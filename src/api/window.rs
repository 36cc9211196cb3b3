//! Windowed retrieval of long reading ranges.
//!
//! The readings endpoint caps the span of a single request, so a wide range
//! is cut into contiguous half-open windows computed from `start` alone. Each
//! window is one request; results are stitched back in window order. Requests
//! may run concurrently (bounded), but `buffered` yields them in submission
//! order so the output never depends on completion timing.
//!
//! Any failed window fails the whole range. There is no partial result and no
//! retry: the caller re-runs the range if it wants to.

use std::time::Duration;

use chrono::{DateTime, TimeDelta, Utc};
use futures::{stream, StreamExt, TryStreamExt};
use serde::Deserialize;

use crate::api::session::SessionClient;
use crate::api::transport::{ApiRequest, Transport};
use crate::error::{ConfigError, FetchError, FetchErrorKind, Result};
use crate::models::{EnergyReading, EnergySeries, GridInterval, Token, Window};

const API_TIME_FORMAT: &str = "%Y-%m-%dT%H:%M:%S";

// ---

/// What to do when the first row of a window repeats the last row of the
/// previous one (the upstream `to` bound is inclusive).
#[derive(Debug, Clone, Copy, PartialEq, Eq, Default)]
pub enum BoundaryPolicy {
    /// Drop the repeated row.
    #[default]
    Deduplicate,
    /// Keep it, exactly as served.
    Preserve,
}

#[derive(Debug, Clone)]
pub struct FetchOptions {
    /// Maximum in-flight window requests.
    pub concurrency: usize,
    pub boundary: BoundaryPolicy,
    /// Deadline for the whole range, not per window.
    pub range_timeout: Option<Duration>,
    /// Aggregation applied server-side per period.
    pub function: String,
}

impl Default for FetchOptions {
    fn default() -> Self {
        Self {
            concurrency: 4,
            boundary: BoundaryPolicy::Deduplicate,
            range_timeout: None,
            function: "sum".to_string(),
        }
    }
}

#[derive(Debug, Deserialize)]
struct ReadingsBody {
    data: Vec<(i64, f64)>,
}

/// Cut `[start, end)` into consecutive windows of `span`, the last clipped to `end`.
pub fn partition(
    start: DateTime<Utc>,
    end: DateTime<Utc>,
    span: TimeDelta,
) -> std::result::Result<Vec<Window>, ConfigError> {
    // ---
    if span <= TimeDelta::zero() {
        return Err(ConfigError::InvalidDuration {
            name: "window span",
            seconds: span.num_seconds(),
        });
    }
    if start > end {
        return Err(ConfigError::InvertedRange {
            start: start.to_rfc3339(),
            end: end.to_rfc3339(),
        });
    }

    let mut windows = Vec::new();
    let mut index = 0;
    loop {
        let Some(window_start) = span.checked_mul(index).and_then(|o| start.checked_add_signed(o))
        else {
            break;
        };
        if window_start >= end {
            break;
        }
        let window_end = window_start
            .checked_add_signed(span)
            .map_or(end, |e| e.min(end));
        windows.push(Window {
            start: window_start,
            end: window_end,
        });
        index += 1;
    }
    Ok(windows)
}

/// Concatenate per-window rows in window order.
pub fn stitch(chunks: Vec<Vec<EnergyReading>>, policy: BoundaryPolicy) -> EnergySeries {
    // ---
    let mut readings: Vec<EnergyReading> = Vec::with_capacity(chunks.iter().map(Vec::len).sum());
    let mut duplicates = 0usize;

    for chunk in chunks {
        for (i, row) in chunk.into_iter().enumerate() {
            let repeats_boundary =
                i == 0 && readings.last().is_some_and(|last| last.timestamp == row.timestamp);
            if repeats_boundary {
                duplicates += 1;
                if policy == BoundaryPolicy::Deduplicate {
                    continue;
                }
            }
            readings.push(row);
        }
    }

    if duplicates > 0 {
        match policy {
            BoundaryPolicy::Deduplicate => {
                tracing::debug!("Dropped {} duplicated window boundary row(s)", duplicates)
            }
            BoundaryPolicy::Preserve => {
                tracing::warn!("Kept {} duplicated window boundary row(s)", duplicates)
            }
        }
    }
    EnergySeries { readings }
}

pub struct WindowedFetcher<'a, T> {
    client: &'a SessionClient<T>,
    options: FetchOptions,
}

impl<'a, T: Transport> WindowedFetcher<'a, T> {
    pub fn new(client: &'a SessionClient<T>, options: FetchOptions) -> Self {
        Self { client, options }
    }

    /// Fetch `[start, end)` for one resource, one request per window.
    ///
    /// `start == end` returns an empty series without issuing any request.
    #[tracing::instrument(skip_all, fields(resource_id = %resource_id, start = %start, end = %end))]
    pub async fn fetch_range(
        &self,
        resource_id: &str,
        token: &Token,
        start: DateTime<Utc>,
        end: DateTime<Utc>,
        window_span: TimeDelta,
        grid: GridInterval,
    ) -> Result<EnergySeries> {
        // ---
        let windows = partition(start, end, window_span)?;
        if windows.is_empty() {
            tracing::debug!("Empty range, nothing to fetch");
            return Ok(EnergySeries::default());
        }
        tracing::info!("Fetching {} window(s)", windows.len());

        let work = self.fetch_windows(resource_id, token, &windows, grid);
        let chunks = match self.options.range_timeout {
            Some(limit) => tokio::time::timeout(limit, work).await.map_err(|_| FetchError {
                resource_id: resource_id.to_string(),
                window: Window { start, end },
                kind: FetchErrorKind::Timeout,
            })??,
            None => work.await?,
        };

        let series = stitch(chunks, self.options.boundary);
        tracing::info!("Fetched {} reading(s)", series.len());
        Ok(series)
    }

    async fn fetch_windows(
        &self,
        resource_id: &str,
        token: &Token,
        windows: &[Window],
        grid: GridInterval,
    ) -> std::result::Result<Vec<Vec<EnergyReading>>, FetchError> {
        // ---
        stream::iter(windows.iter().copied())
            .map(|window| self.get_window(resource_id, token, window, grid))
            .buffered(self.options.concurrency.max(1))
            .try_collect()
            .await
    }

    /// `GET /resource/{id}/readings` for a single window.
    pub async fn get_window(
        &self,
        resource_id: &str,
        token: &Token,
        window: Window,
        grid: GridInterval,
    ) -> std::result::Result<Vec<EnergyReading>, FetchError> {
        // ---
        let fail = |kind| FetchError {
            resource_id: resource_id.to_string(),
            window,
            kind,
        };

        let request = ApiRequest::get(format!("resource/{}/readings", resource_id))
            .query("from", window.start.format(API_TIME_FORMAT).to_string())
            .query("to", window.end.format(API_TIME_FORMAT).to_string())
            .query("period", grid.as_iso8601())
            .query("function", self.options.function.as_str())
            .query("offset", "0");
        let request = self.client.stamp(request, Some(token));

        tracing::debug!("Requesting window {}", window);
        let response = self
            .client
            .transport()
            .send(request)
            .await
            .map_err(|e| fail(FetchErrorKind::Transport(e)))?;

        if !response.is_success() {
            return Err(fail(FetchErrorKind::Status(response.status)));
        }

        let body: ReadingsBody = serde_json::from_str(&response.body)
            .map_err(|e| fail(FetchErrorKind::Payload(e.to_string())))?;

        body.data
            .into_iter()
            .map(|(epoch, kwh)| {
                DateTime::from_timestamp(epoch, 0)
                    .map(|timestamp| EnergyReading { timestamp, kwh })
                    .ok_or_else(|| fail(FetchErrorKind::Payload(format!("timestamp {} out of range", epoch))))
            })
            .collect()
    }
}
//! `heatflow`: aligns multi-device temperature/humidity logs and smart-meter
//! consumption on a common time grid for comparison and reporting.
//!
//! The crate follows the Explicit Module Boundary Pattern (EMBP): `api` and
//! `transform` are gateways over their sibling files, and callers go through
//! the re-exports below rather than reaching into submodules.

pub mod api;
pub mod config;
pub mod error;
pub mod export;
pub mod models;
pub mod transform;

pub use config::Config;
pub use error::{AuthError, ConfigError, Error, FetchError, MalformedRecordError, ProtocolError, Result};
pub use models::{
    Classifier, Credential, EnergyReading, EnergySeries, EntityId, GridInterval, MeterReading, RawReading,
    ResourceMap, Role, Token, Window,
};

----

_Aim of the task_
For every line in the data above that holds "EnergySeries", return the line itself.

_Task response_
use crate::models::{EnergyReading, EnergySeries, GridInterval, Token, Window};
pub fn stitch(chunks: Vec<Vec<EnergyReading>>, policy: BoundaryPolicy) -> EnergySeries {
    EnergySeries { readings }
    ) -> Result<EnergySeries> {
            return Ok(EnergySeries::default());
    Classifier, Credential, EnergyReading, EnergySeries, EntityId, GridInterval, MeterReading, RawReading,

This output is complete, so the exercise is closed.